David Gray (left) with Dr. Lance Sullenberger (right)
David Gray is a heart transplant survivor. His life changed forever in the summer of 2010, September 23rd to be exact. He speaks with such detail, you feel like you were in the hospital room when he received the diagnosis from Drs. Jeffrey Uzzilia and Lance Sullenberger that, what he thought were allergies, was in fact, viral cardiomyopathy, a disease of the heart muscle that causes it to become enlarged, thick or rigid. When David says cardiomyopathy, it just rolls right off his tongue. “Then I met Dr. Ian Santoro, my injection fraction was at 34%, it was recommended that I get a defibrillator, I got that. Glad I did because it saved my life. I fell on the floor and it shocked me four times, it brought me back to life!”
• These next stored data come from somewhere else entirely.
//! BizOS API Library
//!
//! HTTP surface of the BizOS payments and provisioning service: payment
//! endpoints, provider webhooks, checkout claims, booking cancellation,
//! trial removal, and custom-domain tenant resolution.

pub mod auth;
pub mod config;
pub mod email;
pub mod error;
pub mod routes;
pub mod routing;
pub mod state;

pub use config::Config;
pub use error::{ApiError, ApiResult, AppJson};
pub use routing::{DomainCache, HostResolver};
pub use state::AppState;
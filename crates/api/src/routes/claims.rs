//! Checkout-claim endpoints.
//!
//! After a checkout completes, the buyer signs in and claims the tenant the
//! webhook provisioned. Claims are single-use; a second attempt for the same
//! checkout returns 409.

use axum::{extract::State, Extension, Json};
use serde::Deserialize;
use serde_json::{json, Value};

use crate::{
    auth::AuthUser,
    error::{ApiError, ApiResult, AppJson},
    state::AppState,
};

#[derive(Debug, Deserialize)]
#[serde(deny_unknown_fields)]
pub struct ClaimStripeRequest {
    pub session_id: String,
}

/// POST /api/v1/claim-stripe-tenant
pub async fn claim_stripe_tenant(
    State(state): State<AppState>,
    Extension(user): Extension<AuthUser>,
    AppJson(req): AppJson<ClaimStripeRequest>,
) -> ApiResult<Json<Value>> {
    let session_id = req.session_id.trim();
    if session_id.is_empty() {
        return Err(ApiError::InputInvalid("session_id is required".into()));
    }

    let tenant_id = state.claims.claim_stripe(user.user_id, session_id).await?;
    tracing::info!(user_id = %user.user_id, %tenant_id, "Stripe checkout claimed");

    Ok(Json(json!({ "tenant_id": tenant_id })))
}

/// POST /api/v1/claim-paypal-tenant
///
/// PayPal captures carry no user id, so the claim is matched on the payer
/// email recorded from the webhook.
pub async fn claim_paypal_tenant(
    State(state): State<AppState>,
    Extension(user): Extension<AuthUser>,
) -> ApiResult<Json<Value>> {
    let email = user.email.as_deref().filter(|e| !e.is_empty()).ok_or_else(|| {
        ApiError::InputInvalid("authenticated account has no email address".into())
    })?;

    let tenant_id = state.claims.claim_paypal(user.user_id, email).await?;
    tracing::info!(user_id = %user.user_id, %tenant_id, "PayPal checkout claimed");

    Ok(Json(json!({ "tenant_id": tenant_id })))
}
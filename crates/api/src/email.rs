//! Booking notification emails
//!
//! Sends transactional booking emails via the Resend API. Sending is
//! non-fatal by contract: an unconfigured mailer or a provider rejection is
//! logged and swallowed, never failing the parent operation.

use serde::Deserialize;
use time::format_description::FormatItem;
use time::macros::format_description;
use time::OffsetDateTime;

const RESEND_API_BASE: &str = "https://api.resend.com";

const DISPLAY_FORMAT: &[FormatItem<'_>] =
    format_description!("[weekday repr:long], [month repr:long] [day] [year] at [hour repr:12]:[minute] [period]");

/// Booking fields the notification templates render
#[derive(Debug, Clone, Deserialize)]
pub struct BookingDetails {
    pub customer_name: String,
    pub customer_email: String,
    #[serde(default)]
    pub service_name: String,
    #[serde(with = "time::serde::rfc3339")]
    pub starts_at: OffsetDateTime,
}

/// Tenant fields the notification templates render
#[derive(Debug, Clone, Deserialize)]
pub struct TenantDetails {
    pub name: String,
}

/// Which booking notification to send
#[derive(Debug, Clone, Copy, PartialEq, Eq)]
pub enum BookingEmailKind {
    Confirmation,
    Cancellation,
    NoShow,
    Reminder,
}

impl BookingEmailKind {
    fn subject(&self, tenant_name: &str) -> String {
        match self {
            Self::Confirmation => format!("Booking confirmed - {tenant_name}"),
            Self::Cancellation => format!("Booking cancelled - {tenant_name}"),
            Self::NoShow => format!("We missed you - {tenant_name}"),
            Self::Reminder => format!("Upcoming appointment reminder - {tenant_name}"),
        }
    }

    fn lead_line(&self) -> &'static str {
        match self {
            Self::Confirmation => "Your booking is confirmed.",
            Self::Cancellation => "Your booking has been cancelled.",
            Self::NoShow => "You were marked as a no-show for your recent appointment.",
            Self::Reminder => "This is a reminder of your upcoming appointment.",
        }
    }
}

/// Booking notification sender backed by Resend
#[derive(Clone)]
pub struct BookingMailer {
    client: reqwest::Client,
    base_url: String,
    api_key: String,
    from_email: String,
}

impl BookingMailer {
    pub fn new(api_key: &str, from_email: &str) -> Self {
        Self {
            client: reqwest::Client::new(),
            base_url: RESEND_API_BASE.to_string(),
            api_key: api_key.to_string(),
            from_email: from_email.to_string(),
        }
    }

    #[cfg(test)]
    fn with_base_url(api_key: &str, from_email: &str, base_url: String) -> Self {
        Self {
            client: reqwest::Client::new(),
            base_url,
            api_key: api_key.to_string(),
            from_email: from_email.to_string(),
        }
    }

    /// Whether a Resend key is configured
    pub fn is_enabled(&self) -> bool {
        !self.api_key.is_empty()
    }

    /// Render and dispatch one booking notification. Never fails the caller.
    pub async fn send_booking_email(
        &self,
        kind: BookingEmailKind,
        booking: &BookingDetails,
        tenant: &TenantDetails,
    ) {
        let subject = kind.subject(&tenant.name);

        if !self.is_enabled() {
            tracing::warn!(
                to = %booking.customer_email,
                subject = %subject,
                "Email not configured, skipping"
            );
            return;
        }

        let html = render_booking_html(kind, booking, tenant);
        self.send_email(&booking.customer_email, &subject, &html)
            .await;
    }

    async fn send_email(&self, to: &str, subject: &str, html: &str) {
        let body = serde_json::json!({
            "from": self.from_email,
            "to": [to],
            "subject": subject,
            "html": html,
        });

        let response = self
            .client
            .post(format!("{}/emails", self.base_url))
            .bearer_auth(&self.api_key)
            .json(&body)
            .send()
            .await;

        match response {
            Ok(resp) if resp.status().is_success() => {
                tracing::info!(to = %to, subject = %subject, "Booking email sent");
            }
            Ok(resp) => {
                let status = resp.status();
                let body = resp.text().await.unwrap_or_default();
                tracing::error!(
                    status = %status,
                    body = %body,
                    "Failed to send booking email"
                );
            }
            Err(e) => {
                tracing::error!(error = %e, "Failed to send booking email");
            }
        }
    }
}

fn render_booking_html(
    kind: BookingEmailKind,
    booking: &BookingDetails,
    tenant: &TenantDetails,
) -> String {
    let when = booking
        .starts_at
        .format(DISPLAY_FORMAT)
        .unwrap_or_else(|_| booking.starts_at.to_string());
    let service = if booking.service_name.is_empty() {
        "your appointment".to_string()
    } else {
        booking.service_name.clone()
    };

    format!(
        r#"<!DOCTYPE html>
<html>
<head><meta charset="utf-8"></head>
<body style="font-family: -apple-system, BlinkMacSystemFont, 'Segoe UI', Roboto, sans-serif; line-height: 1.6; color: #333; max-width: 600px; margin: 0 auto; padding: 20px;">
    <h2 style="color: #1f2937;">{tenant_name}</h2>
    <p>Hi {customer_name},</p>
    <p>{lead}</p>
    <div style="background-color: #f9fafb; border-left: 4px solid #6366f1; padding: 16px; margin: 20px 0;">
        <p style="margin: 0;"><strong>{service}</strong></p>
        <p style="margin: 8px 0 0 0;">{when}</p>
    </div>
    <p style="color: #666; font-size: 14px;">
        If you have questions, reply to this email to reach {tenant_name}.
    </p>
    <hr style="border: none; border-top: 1px solid #eee; margin: 20px 0;">
    <p style="color: #999; font-size: 12px;">{tenant_name}</p>
</body>
</html>"#,
        tenant_name = tenant.name,
        customer_name = booking.customer_name,
        lead = kind.lead_line(),
    )
}

#[cfg(test)]
#[allow(clippy::unwrap_used, clippy::expect_used)]
mod tests {
    use super::*;
    use time::macros::datetime;

    fn sample_booking() -> BookingDetails {
        BookingDetails {
            customer_name: "Jane".to_string(),
            customer_email: "jane@x.com".to_string(),
            service_name: "Haircut".to_string(),
            starts_at: datetime!(2025-06-01 14:30:00 UTC),
        }
    }

    fn sample_tenant() -> TenantDetails {
        TenantDetails {
            name: "Acme Salon".to_string(),
        }
    }

    #[test]
    fn test_subjects_name_the_tenant() {
        assert_eq!(
            BookingEmailKind::Confirmation.subject("Acme Salon"),
            "Booking confirmed - Acme Salon"
        );
        assert_eq!(
            BookingEmailKind::Reminder.subject("Acme Salon"),
            "Upcoming appointment reminder - Acme Salon"
        );
    }

    #[test]
    fn test_rendered_html_carries_booking_details() {
        let html = render_booking_html(
            BookingEmailKind::Confirmation,
            &sample_booking(),
            &sample_tenant(),
        );
        assert!(html.contains("Jane"));
        assert!(html.contains("Haircut"));
        assert!(html.contains("Acme Salon"));
        assert!(html.contains("Your booking is confirmed."));
        assert!(html.contains("June"));
    }

    #[test]
    fn test_empty_service_name_gets_a_fallback() {
        let mut booking = sample_booking();
        booking.service_name = String::new();
        let html =
            render_booking_html(BookingEmailKind::Reminder, &booking, &sample_tenant());
        assert!(html.contains("your appointment"));
    }

    #[test]
    fn test_unconfigured_mailer_is_disabled() {
        let mailer = BookingMailer::new("", "BizOS <noreply@localhost>");
        assert!(!mailer.is_enabled());

        let mailer = BookingMailer::new("re_123", "BizOS <noreply@localhost>");
        assert!(mailer.is_enabled());
    }

    #[tokio::test]
    async fn test_send_posts_to_resend() {
        let mut server = mockito::Server::new_async().await;
        let mock = server
            .mock("POST", "/emails")
            .match_header("authorization", "Bearer re_test_key")
            .with_status(200)
            .with_body(r#"{"id":"email_1"}"#)
            .create_async()
            .await;

        let mailer = BookingMailer::with_base_url(
            "re_test_key",
            "BizOS <noreply@bizos.app>",
            server.url(),
        );
        mailer
            .send_booking_email(
                BookingEmailKind::Cancellation,
                &sample_booking(),
                &sample_tenant(),
            )
            .await;

        mock.assert_async().await;
    }

    #[tokio::test]
    async fn test_provider_rejection_is_swallowed() {
        let mut server = mockito::Server::new_async().await;
        server
            .mock("POST", "/emails")
            .with_status(422)
            .with_body(r#"{"message":"invalid from address"}"#)
            .create_async()
            .await;

        let mailer = BookingMailer::with_base_url("re_test_key", "bad-from", server.url());
        // Must not panic or propagate
        mailer
            .send_booking_email(
                BookingEmailKind::NoShow,
                &sample_booking(),
                &sample_tenant(),
            )
            .await;
    }
}
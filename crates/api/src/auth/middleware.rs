//! Auth middleware: user bearer tokens and the service-role key

use axum::{
    extract::{Request, State},
    http::header::AUTHORIZATION,
    middleware::Next,
    response::Response,
};
use subtle::ConstantTimeEq;
use uuid::Uuid;

use super::jwt::JwtManager;
use crate::error::ApiError;

/// State the auth middleware needs, extractable from `AppState`
#[derive(Clone)]
pub struct AuthState {
    pub jwt: JwtManager,
    pub service_role_key: String,
}

/// Authenticated caller, inserted as a request extension by `require_auth`
#[derive(Debug, Clone)]
pub struct AuthUser {
    pub user_id: Uuid,
    pub email: Option<String>,
}

fn bearer_token(request: &Request) -> Option<&str> {
    request
        .headers()
        .get(AUTHORIZATION)
        .and_then(|value| value.to_str().ok())
        .and_then(|value| value.strip_prefix("Bearer "))
        .map(str::trim)
        .filter(|token| !token.is_empty())
}

/// Require a valid platform-issued user token
pub async fn require_auth(
    State(auth): State<AuthState>,
    mut request: Request,
    next: Next,
) -> Result<Response, ApiError> {
    let token = bearer_token(&request).ok_or(ApiError::Unauthorized)?;

    let claims = auth.jwt.validate_token(token).map_err(|e| {
        tracing::debug!(error = %e, "Bearer token rejected");
        ApiError::Unauthorized
    })?;

    let user_id = Uuid::parse_str(&claims.sub).map_err(|_| {
        tracing::warn!(sub = %claims.sub, "Token subject is not a UUID");
        ApiError::Unauthorized
    })?;

    request.extensions_mut().insert(AuthUser {
        user_id,
        email: claims.email,
    });
    Ok(next.run(request).await)
}

/// Require the service-role key, compared in constant time.
///
/// Used by the trial sweep trigger, which is called by infrastructure, not
/// by users.
pub async fn require_service_role(
    State(auth): State<AuthState>,
    request: Request,
    next: Next,
) -> Result<Response, ApiError> {
    let token = bearer_token(&request).ok_or(ApiError::Unauthorized)?;

    let matches: bool = token
        .as_bytes()
        .ct_eq(auth.service_role_key.as_bytes())
        .into();
    if !matches {
        tracing::warn!("Service-role key mismatch");
        return Err(ApiError::Unauthorized);
    }

    Ok(next.run(request).await)
}

#[cfg(test)]
#[allow(clippy::unwrap_used, clippy::expect_used)]
mod tests {
    use super::*;
    use axum::http::header::HeaderValue;

    fn request_with_auth(value: Option<&str>) -> Request {
        let mut request = Request::new(axum::body::Body::empty());
        if let Some(value) = value {
            request
                .headers_mut()
                .insert(AUTHORIZATION, HeaderValue::from_str(value).unwrap());
        }
        request
    }

    #[test]
    fn test_bearer_token_extraction() {
        let request = request_with_auth(Some("Bearer abc123"));
        assert_eq!(bearer_token(&request), Some("abc123"));

        let request = request_with_auth(Some("Bearer   spaced  "));
        assert_eq!(bearer_token(&request), Some("spaced"));
    }

    #[test]
    fn test_missing_or_malformed_header_yields_none() {
        assert_eq!(bearer_token(&request_with_auth(None)), None);
        assert_eq!(bearer_token(&request_with_auth(Some("Basic abc"))), None);
        assert_eq!(bearer_token(&request_with_auth(Some("Bearer "))), None);
        assert_eq!(bearer_token(&request_with_auth(Some("abc123"))), None);
    }
}
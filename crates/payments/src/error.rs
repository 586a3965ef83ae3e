//! Payment error types

use thiserror::Error;

/// Payment-specific errors
#[derive(Debug, Error)]
pub enum PaymentError {
    #[error("Not configured: {0}")]
    NotConfigured(String),

    #[error("{provider} error: {message}")]
    Upstream { provider: &'static str, message: String },

    #[error("Invalid input: {0}")]
    InvalidInput(String),

    #[error("Webhook signature verification failed")]
    SignatureInvalid,

    #[error("Not found: {0}")]
    NotFound(String),

    #[error("Already claimed by another account")]
    AlreadyClaimed,

    #[error("Resource already exists: {0}")]
    AlreadyExists(String),

    #[error("No free slug available after {0} suffix attempts")]
    SlugExhausted(usize),

    #[error("Database error: {0}")]
    Database(String),

    #[error("Internal error: {0}")]
    Internal(String),
}

impl PaymentError {
    /// Shorthand for provider-call failures. Provider bodies are logged at
    /// the call site, never forwarded to clients.
    pub fn upstream(provider: &'static str, message: impl Into<String>) -> Self {
        Self::Upstream {
            provider,
            message: message.into(),
        }
    }
}

impl From<sqlx::Error> for PaymentError {
    fn from(err: sqlx::Error) -> Self {
        if bizos_shared::CoreError::is_unique_violation(&err) {
            return PaymentError::AlreadyExists(err.to_string());
        }
        PaymentError::Database(err.to_string())
    }
}

pub type PaymentResult<T> = Result<T, PaymentError>;
//! Application configuration

use std::env;

/// Application configuration loaded from environment variables.
///
/// Provider secrets (Stripe/PayPal/M-Pesa keys) are deliberately absent:
/// they are resolved per request by the credential resolver, which prefers
/// tenant-scoped settings over the process environment. Only mode flags and
/// platform-level settings live here.
#[derive(Debug, Clone)]
pub struct Config {
    // Server
    pub bind_address: String,
    /// Base domain for subdomain routing, e.g. "bizos.app" for *.bizos.app
    pub base_domain: String,

    // Database
    pub database_url: String,

    // Authentication
    /// HS256 secret the platform auth service signs user tokens with
    pub auth_jwt_secret: String,
    /// Shared secret authorizing service-role calls (trial sweep trigger)
    pub service_role_key: String,

    // Provider mode flags (secrets go through the credential resolver)
    pub paypal_mode: String,
    pub mpesa_env: String,
    pub mpesa_callback_url: String,

    // Email
    pub resend_api_key: String,
    pub resend_from_email: String,
}

impl Config {
    /// Load configuration from environment variables
    pub fn from_env() -> Result<Self, ConfigError> {
        Ok(Self {
            bind_address: {
                let port = env::var("PORT").unwrap_or_else(|_| "3000".to_string());
                format!("0.0.0.0:{port}")
            },
            base_domain: env::var("PLATFORM_BASE_DOMAIN")
                .unwrap_or_else(|_| "localhost".to_string()),

            database_url: env::var("DATABASE_URL")
                .map_err(|_| ConfigError::Missing("DATABASE_URL"))?,

            auth_jwt_secret: {
                let secret = env::var("AUTH_JWT_SECRET")
                    .map_err(|_| ConfigError::Missing("AUTH_JWT_SECRET"))?;
                if secret.len() < 32 {
                    return Err(ConfigError::WeakSecret(
                        "AUTH_JWT_SECRET must be at least 32 characters",
                    ));
                }
                secret
            },
            service_role_key: {
                let key = env::var("SERVICE_ROLE_KEY")
                    .map_err(|_| ConfigError::Missing("SERVICE_ROLE_KEY"))?;
                if key.len() < 32 {
                    return Err(ConfigError::WeakSecret(
                        "SERVICE_ROLE_KEY must be at least 32 characters",
                    ));
                }
                key
            },

            paypal_mode: env::var("PAYPAL_MODE").unwrap_or_else(|_| "sandbox".to_string()),
            mpesa_env: env::var("MPESA_ENV").unwrap_or_else(|_| "sandbox".to_string()),
            mpesa_callback_url: env::var("MPESA_CALLBACK_URL").unwrap_or_default(),

            resend_api_key: env::var("RESEND_API_KEY").unwrap_or_default(),
            resend_from_email: env::var("RESEND_FROM_EMAIL")
                .unwrap_or_else(|_| "BizOS <noreply@localhost>".to_string()),
        })
    }
}

#[derive(Debug, thiserror::Error)]
pub enum ConfigError {
    #[error("Missing required environment variable: {0}")]
    Missing(&'static str),
    #[error("Weak secret: {0}")]
    WeakSecret(&'static str),
}

#[cfg(test)]
#[allow(clippy::unwrap_used, clippy::expect_used)]
mod tests {
    use super::*;
    use serial_test::serial;

    fn setup_minimal_config() {
        env::set_var("DATABASE_URL", "postgres://test");
        env::set_var(
            "AUTH_JWT_SECRET",
            "test-jwt-secret-must-be-at-least-32-characters",
        );
        env::set_var(
            "SERVICE_ROLE_KEY",
            "test-service-role-key-at-least-32-chars",
        );
    }

    fn cleanup_config() {
        env::remove_var("DATABASE_URL");
        env::remove_var("AUTH_JWT_SECRET");
        env::remove_var("SERVICE_ROLE_KEY");
        env::remove_var("PORT");
        env::remove_var("PAYPAL_MODE");
    }

    #[test]
    #[serial]
    fn test_missing_database_url_is_named() {
        cleanup_config();
        setup_minimal_config();
        env::remove_var("DATABASE_URL");

        match Config::from_env() {
            Err(ConfigError::Missing("DATABASE_URL")) => {}
            other => panic!("expected Missing(DATABASE_URL), got {other:?}"),
        }
        cleanup_config();
    }

    #[test]
    #[serial]
    fn test_short_jwt_secret_rejected() {
        setup_minimal_config();
        env::set_var("AUTH_JWT_SECRET", "too-short");

        assert!(matches!(
            Config::from_env(),
            Err(ConfigError::WeakSecret(_))
        ));
        cleanup_config();
    }

    #[test]
    #[serial]
    fn test_defaults_apply() {
        setup_minimal_config();
        env::set_var("PORT", "8080");

        let config = Config::from_env().unwrap();
        assert_eq!(config.bind_address, "0.0.0.0:8080");
        assert_eq!(config.paypal_mode, "sandbox");
        assert_eq!(config.mpesa_env, "sandbox");
        assert_eq!(config.base_domain, "localhost");
        assert!(config.resend_api_key.is_empty());
        cleanup_config();
    }
}
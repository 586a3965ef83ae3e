//! Authentication for BizOS API
//!
//! Users authenticate with HS256 bearer tokens issued by the platform auth
//! service; the trial sweep trigger authenticates with the service-role key.

pub mod jwt;
pub mod middleware;

pub use jwt::{JwtError, JwtManager, UserClaims};
pub use middleware::{require_auth, require_service_role, AuthState, AuthUser};
//! Health check endpoints for infrastructure monitoring.

use axum::{extract::State, http::StatusCode, response::IntoResponse, Json};
use serde_json::json;

use crate::state::AppState;

/// Basic health check
pub async fn health() -> impl IntoResponse {
    Json(json!({
        "status": "ok",
        "service": "bizos-api",
        "version": env!("CARGO_PKG_VERSION"),
    }))
}

/// Liveness probe: the process is up and serving requests.
pub async fn liveness() -> impl IntoResponse {
    Json(json!({ "status": "alive" }))
}

/// Readiness probe: the service can reach its database.
pub async fn readiness(State(state): State<AppState>) -> impl IntoResponse {
    match sqlx::query_scalar::<_, i32>("SELECT 1")
        .fetch_one(&state.pool)
        .await
    {
        Ok(_) => (
            StatusCode::OK,
            Json(json!({ "status": "ready", "database": "connected" })),
        ),
        Err(err) => {
            tracing::error!(error = %err, "readiness check failed");
            (
                StatusCode::SERVICE_UNAVAILABLE,
                Json(json!({ "status": "not_ready", "database": "disconnected" })),
            )
        }
    }
}
//! Shared application state

use std::sync::Arc;

use bizos_payments::{ClaimService, CredentialResolver, TrialService, WebhookService};
use bizos_shared::GracePolicy;
use sqlx::PgPool;

use crate::auth::{AuthState, JwtManager};
use crate::config::Config;
use crate::email::BookingMailer;
use crate::routing::HostResolver;

/// Everything handlers need, constructed once at startup and injected.
/// No service reads a process-wide singleton.
#[derive(Clone)]
pub struct AppState {
    pub pool: PgPool,
    pub config: Arc<Config>,
    pub credentials: CredentialResolver,
    pub webhooks: WebhookService,
    pub claims: ClaimService,
    pub trials: TrialService,
    pub mailer: BookingMailer,
    pub host_resolver: HostResolver,
    jwt: JwtManager,
}

impl AppState {
    pub fn new(pool: PgPool, config: Config) -> Self {
        let jwt = JwtManager::new(&config.auth_jwt_secret);
        let mailer = BookingMailer::new(&config.resend_api_key, &config.resend_from_email);
        let host_resolver = HostResolver::new(pool.clone(), config.base_domain.clone());

        Self {
            credentials: CredentialResolver::new(pool.clone()),
            webhooks: WebhookService::new(pool.clone()),
            claims: ClaimService::new(pool.clone()),
            trials: TrialService::new(pool.clone(), GracePolicy::from_env()),
            mailer,
            host_resolver,
            jwt,
            config: Arc::new(config),
            pool,
        }
    }

    /// The slice of state the auth middleware runs on
    pub fn auth_state(&self) -> AuthState {
        AuthState {
            jwt: self.jwt.clone(),
            service_role_key: self.config.service_role_key.clone(),
        }
    }
}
It was at that point, that I realized that David is going on his ninth year of telling this story. His journey continued after getting an Implantable Cardioverter Defibrillator (ICD). He blinked a few times, and the smile that was on his face cleared as a more serious tone came over his demeanor. He mentally focused as he shared this part of his story. Five years after receiving his implant, David’s ICD saved his life.
“I had just gotten done mowing the lawn,” David began. He went to sit in his chair in the garage to watch TV to cool off. “I said to my wife, ‘Hey, do you want anything from Stewart’s? I’m going to play the Lotto.” He looked right at me and stated the exact time and date; it was 5:30 pm on May the 30th. “She was like, ‘Naw, I don’t want anything.’ I told her, ‘Don’t leave, something is wrong.’ Next thing I remember, she’s in my ear saying, ‘I’m calling 911! Are you okay?” David recalls getting up and sitting in the chair but doesn’t remember falling to his garage floor, his forehead narrowly missing the snowblower parked nearby.
His defibrillator saved his life.
He sat in the chair in his garage for 20 minutes before going to the store. That’s when he got a call. “They told me that I was in full cardiac arrest and needed to come in right now. That started my summer off,” said David. “Dr. Sullenberger brought me in July of 2015 and said we needed to have a family meeting. I brought my wife and two kids in, I remember saying, ‘Really? I need a heart transplant evaluation! Are you serious?’ I was perfectly healthy my whole life. I thought I was just getting old.” David’s heart condition was degrading. A heart transplant was needed to save his life. We talked about what happens after you get this kind of diagnosis. How mind-boggling the news, terminology, and explanation can all be. The worst part is when you get home with a head full of questions left unanswered, so you get on the computer. “I googled heart transplant surgery — biggest mistake in my life, I didn’t need to know that. And I googled organ donation,” he said.
David rattled off facts so matter of factly, that after speaking with him, I realized was part of his impeccable memory recall. When it comes to organ donation in the United States, “New York is number 50 in the country. We’re at about 25% of per capita registered, we’re on the bottom of the pile. A New Yorker dies every 18 hours waiting for a transplant,” David stated. At the end of January 2016, an Intra Aortic Balloon Pump was inserted through Dave’s shoulder, another temporary solution until his open-heart surgery to implant a left ventricular assist device (LVAD).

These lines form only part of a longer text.